# wanting outside inside outside inside.



## mssandslinger (Sep 21, 2010)

okay, i have a bit of a dilemma, My lab and my GSD, love it outside, and also inside.. so they love to whine and hit my blinds to go outside to pee, so i let them out, that's fine, but then they want to come in, (also fine) and about ten min later they want to go out to play. then they realize they want to come in, or they start digging and i make them come in. Im going crazy for the fact that i cant ignore them because they cry so loud to go outside, or they bark and scratch/jump at the door to come in. 
I am apprehensive about getting a dog door because i dont want to give them to much control (moslty my lab, she is the equivelent of a spoiled 17 year old) and i dont want them really freaking out they cant go outside if i close the door off and the have to stay inside for some reason unknown to them.

what im really asking is either should i get a dog door? or how would i teach them to deal with the fact the I decide when they can or cant go outside..

did i make any sense?


----------



## LaRen616 (Mar 4, 2010)

:rofl:

I know exactly what your talking about!


----------



## mssandslinger (Sep 21, 2010)

whew, okay i wasn't sure if my pups are spoiled or if its just me being a baby


----------



## ahazra (Aug 20, 2010)

What is the exercise level of both these dogs ? Do they get enough exercise daily (or regularly) ? I would suggest you take full control of who goes out and when and for how long..not your dogs. ..at least that's my $0.02.


----------



## My2Furkids (Sep 21, 2010)

My dog does the saaaame thing, especially now when the weather here in Savannah is starting to get nice! She knows to come to me and get my attention when she needs to go potty... and I swear she takes advantage of that fact! What to do, what to do!


----------



## Lilie (Feb 3, 2010)

It sounds to me like your pups have you well trained! I think they need a bit more exercise...Maybe when they go outside throw the ball, or what ever it takes to help them wind down. 

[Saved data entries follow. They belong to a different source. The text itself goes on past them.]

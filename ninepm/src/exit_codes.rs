//! Stable exit codes for the `ninepm` binary.

/// Every case passed.
pub const OK: i32 = 0;
/// The run completed and at least one case failed.
pub const FAILED: i32 = 1;
/// The run was aborted before rendering a tree (bad suite file, missing or
/// non-executable case, unusable settings).
pub const FATAL: i32 = 2;
//! Box-drawing rendering of an annotated suite tree.

use std::fmt;

use crate::tree::{Node, Outcome, Suite};

const BRANCH: &str = "├── ";
const LAST_BRANCH: &str = "└── ";
const PIPE: &str = "│   ";
const SPACE: &str = "    ";

/// One rendered node: `<indent><connector><glyph> <id>`.
#[derive(Debug, Clone, PartialEq, Eq)]
pub struct TreeLine {
    /// Accumulated indent followed by this node's connector.
    pub prefix: String,
    pub outcome: Outcome,
    pub id: String,
}

impl TreeLine {
    /// Anything short of a pass is drawn as a failure.
    pub fn glyph(&self) -> &'static str {
        if self.outcome.is_pass() { "✓" } else { "✗" }
    }
}

impl fmt::Display for TreeLine {
    fn fmt(&self, f: &mut fmt::Formatter<'_>) -> fmt::Result {
        write!(f, "{}{} {}", self.prefix, self.glyph(), self.id)
    }
}

/// Render every descendant of `root`, depth-first, one line per node.
///
/// The root itself is not drawn; callers print their own summary line above.
pub fn render_tree(root: &Suite) -> Vec<TreeLine> {
    let mut lines = Vec::with_capacity(root.descendant_count());
    render_children(&root.children, "", &mut lines);
    lines
}

fn render_children(children: &[Node], indent: &str, lines: &mut Vec<TreeLine>) {
    for (idx, child) in children.iter().enumerate() {
        let last = idx + 1 == children.len();
        let (connector, extension) = if last {
            (LAST_BRANCH, SPACE)
        } else {
            (BRANCH, PIPE)
        };
        lines.push(TreeLine {
            prefix: format!("{indent}{connector}"),
            outcome: child.result(),
            id: child.id().to_string(),
        });
        if let Node::Suite(suite) = child {
            render_children(&suite.children, &format!("{indent}{extension}"), lines);
        }
    }
}

#[cfg(test)]
mod tests {
    use super::*;
    use crate::test_support::{case_with, suite_with};

    fn sample() -> Suite {
        let mut inner = suite_with(
            "0001-inner.yaml",
            vec![
                case_with("0002-a", Outcome::Pass),
                case_with("0003-b", Outcome::Fail),
            ],
        );
        inner.result = Outcome::Fail;
        suite_with(
            "cmdl",
            vec![
                Node::Suite(inner),
                case_with("0004-c", Outcome::Pass),
            ],
        )
    }

    #[test]
    fn renders_nested_connectors() {
        let lines: Vec<String> = render_tree(&sample())
            .iter()
            .map(ToString::to_string)
            .collect();
        assert_eq!(
            lines,
            vec![
                "├── ✗ 0001-inner.yaml",
                "│   ├── ✓ 0002-a",
                "│   └── ✗ 0003-b",
                "└── ✓ 0004-c",
            ]
        );
    }

    #[test]
    fn last_suite_children_use_blank_indent() {
        let inner = suite_with("0001-s", vec![case_with("0002-x", Outcome::Pass)]);
        let root = suite_with("cmdl", vec![Node::Suite(inner)]);
        let lines: Vec<String> = render_tree(&root)
            .iter()
            .map(ToString::to_string)
            .collect();
        assert_eq!(lines, vec!["└── ✗ 0001-s", "    └── ✓ 0002-x"]);
    }

    #[test]
    fn pending_renders_as_failure() {
        let root = suite_with("cmdl", vec![case_with("0000-p", Outcome::Pending)]);
        assert_eq!(render_tree(&root)[0].glyph(), "✗");
    }

    #[test]
    fn rendering_is_idempotent() {
        let root = sample();
        assert_eq!(render_tree(&root), render_tree(&root));
    }

    #[test]
    fn empty_root_renders_nothing() {
        let root = Suite::new("cmdl", "");
        assert!(render_tree(&root).is_empty());
    }
}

My Doxie does the same thing, but she is quick as a wink. If I open the door to correct her she squeezes in and runs for the couch. So I've learned to go outside through another door (I'm outside the fence) and tell her to quit jumping on the window. She sees me and runs for the fence. Then I go back in the house (with out talking to her when she gets to the fence). I keep repeating that so now when she sees me get up, or walk by, she runs to the fence. Not exactly what I was looking for, but she stops jumping on the sliding glass door, and tires herself out. When I do let her in, she is quiet for a long time.....


----------



## dogfaeries (Feb 22, 2010)

I love my dog door. It makes my life so much easier! 
Yes, my dogs are like little kids with it - in, out, in, out, in, out. Sometimes I close it if I want to make someone stay in or out. 

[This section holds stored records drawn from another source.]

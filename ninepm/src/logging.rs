//! Development-time tracing for debugging the orchestrator.
//!
//! # Separation of Concerns
//!
//! - **Tracing (this module)**: Dev diagnostics via `RUST_LOG`, output to stderr.
//!   Not part of the product output.
//!
//! - **Console (`io/console`)**: Banner, echoed case output and the result
//!   tree on stdout. Always written, unaffected by `RUST_LOG`.

use tracing_subscriber::{EnvFilter, fmt, layer::SubscriberExt, util::SubscriberInitExt};

/// Initialize tracing subscriber for development logging.
///
/// Reads `RUST_LOG` env var. Defaults to `warn` if unset, or `ninepm=debug`
/// when `debug` is set.
/// Output: stderr, compact format.
///
/// # Example
/// ```bash
/// RUST_LOG=ninepm=trace ninepm suites/all.yaml
/// ```
pub fn init(debug: bool) {
    let default = if debug { "ninepm=debug" } else { "warn" };
    let filter = EnvFilter::try_from_default_env().unwrap_or_else(|_| EnvFilter::new(default));

    tracing_subscriber::registry()
        .with(filter)
        .with(fmt::layer().with_writer(std::io::stderr).compact())
        .init();
}
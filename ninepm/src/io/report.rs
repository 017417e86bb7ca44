//! Machine-readable dump of the annotated tree.

use std::fs;
use std::path::Path;

use anyhow::{Context, Result};
use serde::Serialize;

use crate::tree::Suite;

#[derive(Debug, Serialize)]
struct RunReport<'a> {
    failed: bool,
    root: &'a Suite,
}

/// Write the annotated tree as pretty-printed JSON with a trailing newline.
pub fn write_report(path: &Path, root: &Suite, failed: bool) -> Result<()> {
    let mut payload =
        serde_json::to_string_pretty(&RunReport { failed, root }).context("serialize report")?;
    payload.push('\n');
    fs::write(path, payload).with_context(|| format!("write {}", path.display()))
}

Until I got the dog door (years ago for my Dobe), I had no idea how much my dogs like to go out if they know they don't have to stay out. When I leave the house they are in their crates.


----------



## Pattycakes (Sep 8, 2010)

LOL...my GSD is the same way. She is really bad when about it when I take her to my boyfriends house for the weekend. I have a doggie door at home but he doesn't so she always wants to run outside to chase a lizard but then she immediately wants to come back inside. I mostly leave the door open so she can what she wants, but it drives my BF crazy! LOL


----------



## Ninerfanz (Sep 30, 2010)

dogfaeries said:


> I love my dog door. It makes my life so much easier!
> Yes, my dogs are like little kids with it - in, out, in, out, in, out. Sometimes I close it if I want to make someone stay in or out.
> 
> Until I got the dog door (years ago for my Dobe), I had no idea how much my dogs like to go out if they know they don't have to stay out. When I leave the house they are in their crates.

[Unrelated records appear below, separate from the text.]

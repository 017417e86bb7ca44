//! Product output: banner, echoed case output, verdicts and the final tree.
//!
//! Everything here goes to stdout regardless of `RUST_LOG`; developer
//! diagnostics live in [`crate::logging`].

use std::ffi::OsString;
use std::io::{self, IsTerminal, Write};
use std::path::Path;

use clap::ValueEnum;
use owo_colors::{OwoColorize, Style};

use crate::core::protocol::LineKind;
use crate::core::render::TreeLine;
use crate::core::verdict::FailureReason;

const BANNER: &str = "9PM - Simplicity is the ultimate sophistication";
const STAMP_FORMAT: &str = "%Y-%m-%d %H:%M:%S";

#[derive(Debug, Clone, Copy, Default, PartialEq, Eq, ValueEnum)]
pub enum ColorWhen {
    #[default]
    Auto,
    Always,
    Never,
}

impl ColorWhen {
    /// Resolve `Auto` against whether stdout is a terminal.
    pub fn enabled(self) -> bool {
        match self {
            ColorWhen::Auto => io::stdout().is_terminal(),
            ColorWhen::Always => true,
            ColorWhen::Never => false,
        }
    }
}

pub struct Console<W> {
    out: W,
    color: bool,
}

impl Console<io::Stdout> {
    pub fn stdout(color: ColorWhen) -> Self {
        Self::new(io::stdout(), color.enabled())
    }
}

impl<W: Write> Console<W> {
    pub fn new(out: W, color: bool) -> Self {
        Self { out, color }
    }

    pub fn into_inner(self) -> W {
        self.out
    }

    fn paint(&self, text: &str, style: Style) -> String {
        if self.color {
            text.style(style).to_string()
        } else {
            text.to_string()
        }
    }

    pub fn banner(&mut self) -> io::Result<()> {
        let text = self.paint(BANNER, Style::new().yellow());
        writeln!(self.out, "{text}")
    }

    pub fn note(&mut self, message: &str) -> io::Result<()> {
        writeln!(self.out, "{message}")
    }

    pub fn case_started(&mut self, id: &str) -> io::Result<()> {
        let text = self.paint(&format!("Starting test {id}"), Style::new().blue());
        writeln!(self.out, "\n{text}")
    }

    pub fn command(&mut self, program: &Path, args: &[OsString]) -> io::Result<()> {
        let mut rendered = program.display().to_string();
        for arg in args {
            rendered.push(' ');
            rendered.push_str(&arg.to_string_lossy());
        }
        writeln!(self.out, "Executing: {rendered}")
    }

    /// Echo one case output line with the current local time.
    pub fn case_line(&mut self, kind: LineKind, line: &str) -> io::Result<()> {
        let stamp = chrono::Local::now().format(STAMP_FORMAT).to_string();
        self.case_line_at(&stamp, kind, line)
    }

    pub(crate) fn case_line_at(&mut self, stamp: &str, kind: LineKind, line: &str) -> io::Result<()> {
        let style = match kind {
            LineKind::Plan { .. } => Some(Style::new().purple()),
            LineKind::Ok { .. } => Some(Style::new().green()),
            LineKind::NotOk { .. } => Some(Style::new().red()),
            LineKind::Info => None,
        };
        let text = format!("{stamp} {line}");
        match style {
            Some(style) => {
                let text = self.paint(&text, style);
                writeln!(self.out, "{text}")
            }
            None => writeln!(self.out, "{text}"),
        }
    }

    pub fn case_failed(&mut self, reason: &FailureReason) -> io::Result<()> {
        writeln!(self.out, "{reason}")
    }

    pub fn summary(&mut self, failed: bool) -> io::Result<()> {
        let text = if failed {
            self.paint("✗ Execution", Style::new().red())
        } else {
            self.paint("✓ Execution", Style::new().green())
        };
        writeln!(self.out, "\n{text}")
    }

    pub fn tree(&mut self, lines: &[TreeLine]) -> io::Result<()> {
        for line in lines {
            let style = if line.outcome.is_pass() {
                Style::new().green()
            } else {
                Style::new().red()
            };
            let label = self.paint(&format!("{} {}", line.glyph(), line.id), style);
            writeln!(self.out, "{}{}", line.prefix, label)?;
        }
        self.out.flush()
    }
}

absolutely, dog doors are the best, mine come and go as they please, all hours of the day, will never be without a dog door, you should give it a try, can always close if you want them in, or out... mine have free rome of the house all day while I am at work, I think they spend most of the time outside, that and sleeping upside down on the couches...


----------



## Kris10 (Aug 26, 2010)

They have learned if they cry/carry on that you will let them out/in when they want. Basically you have been rewarding bad behavior. Wow it must be hard to deal with 2 dogs doing this! I think now you have to train them that crying, scratching at the door etc is not acceptable to begin with. 
I think when we start training the pup we are so glad they are telling us they need to go out to pee (rather than going right there on the rug) we take what we can get! Then they realize they can get THEIR reward (going out, coming in when they want) by doing the same offensive behavior. 
How old are they? You might have to redirect them from the bad behavior and NOT let them out unless you know it is a real potty call (in the a.m., after eating) for a while. You decide when it is time to go out and when it is time to come in. Teaching them this might take a long time if this issue has already been going on for a while. Tough one, and you probably have to break it down into parts. For example, after they learn that scratching the door will not get you to open it, you can reward them for doing something else to let you know. I don't give Max an actual food reward when he goes out and does NOT pee/poop. But I also give him opportunities to go outside to play and not just take care of business. 
I think w/ GSDs you need to always have them know that you are "in charge". I think if you spend the time/effort now rather than getting a doggie door it will carry over in a positive way when it comes to other training issues.


----------



## mssandslinger (Sep 21, 2010)

they get a lot of exercise! See part of me wants to let them have a dog door and just do whatever, but the other part of me doesn't want them to think they have control, Control is a biiiiiig issue with my lab. she is always testing me, i make them sit before i open the door to come in, and she will sit there and stare at me for ten min. plus, then finally will slowly sit, She is very very smart witch is why she is a brat lol


----------



## PaddyD (Jul 22, 2010)

Had 3 different dogs/breeds, they ALL do it. One definition of a dog is: four paws and a tail on the wrong side of a door. I just ignore mine and she gives up and lays down by the door then gets lonesome and finds me and stays by me. I can tell if she 'has' to go out as opposed to wanting to go out, fortunately. Used the pet door for our last dog but she destroyed the yard. This dog never had that freedom and therefore doesn't miss it. However, to compensate she gets a lot of walks and exercise. If only it would work for MY weight !!


----------



## mssandslinger (Sep 21, 2010)

Yeah im going to just ignore the bad behavior. they are 5 months and 1.5 years. i need to re- assume my role as leader! its just going to take time :/


----------



## cshepherd9 (Feb 11, 2010)

I usually just leave my back door open now and let them go in and out as they want (only when I am home). If the weather is not good then the door gets shuts, but I am fortunate that mine aren't pushy about wanting to go out when the door is shut. My oldest dog is content to just lay on the rug by the door. Willow will go over and give a bark or yip but I just ignore her and she will walk away and find something else to do. 
If you don't want to do a doggie door and leaving your door open is an option, at Lowes I found a mesh screen that hangs from a tension rod and fits in the door frame. It is weighted at the bottom but the dogs can go through it but it keeps most of the bugs/flies out. Best $25 I spent all summer.


----------



## KZoppa (Aug 14, 2010)

i say if you your lab is always testing limits, avoid the dog door. It also sounds like you need to do some GOOD behavior training because you've only been encouraging by letting them out whenever they want. my 2 cents is dont let them out except to go potty and only for playtime when you're willing to go out with them. They need to remember who is boss and that they dont determine when they go out for playtime.


----------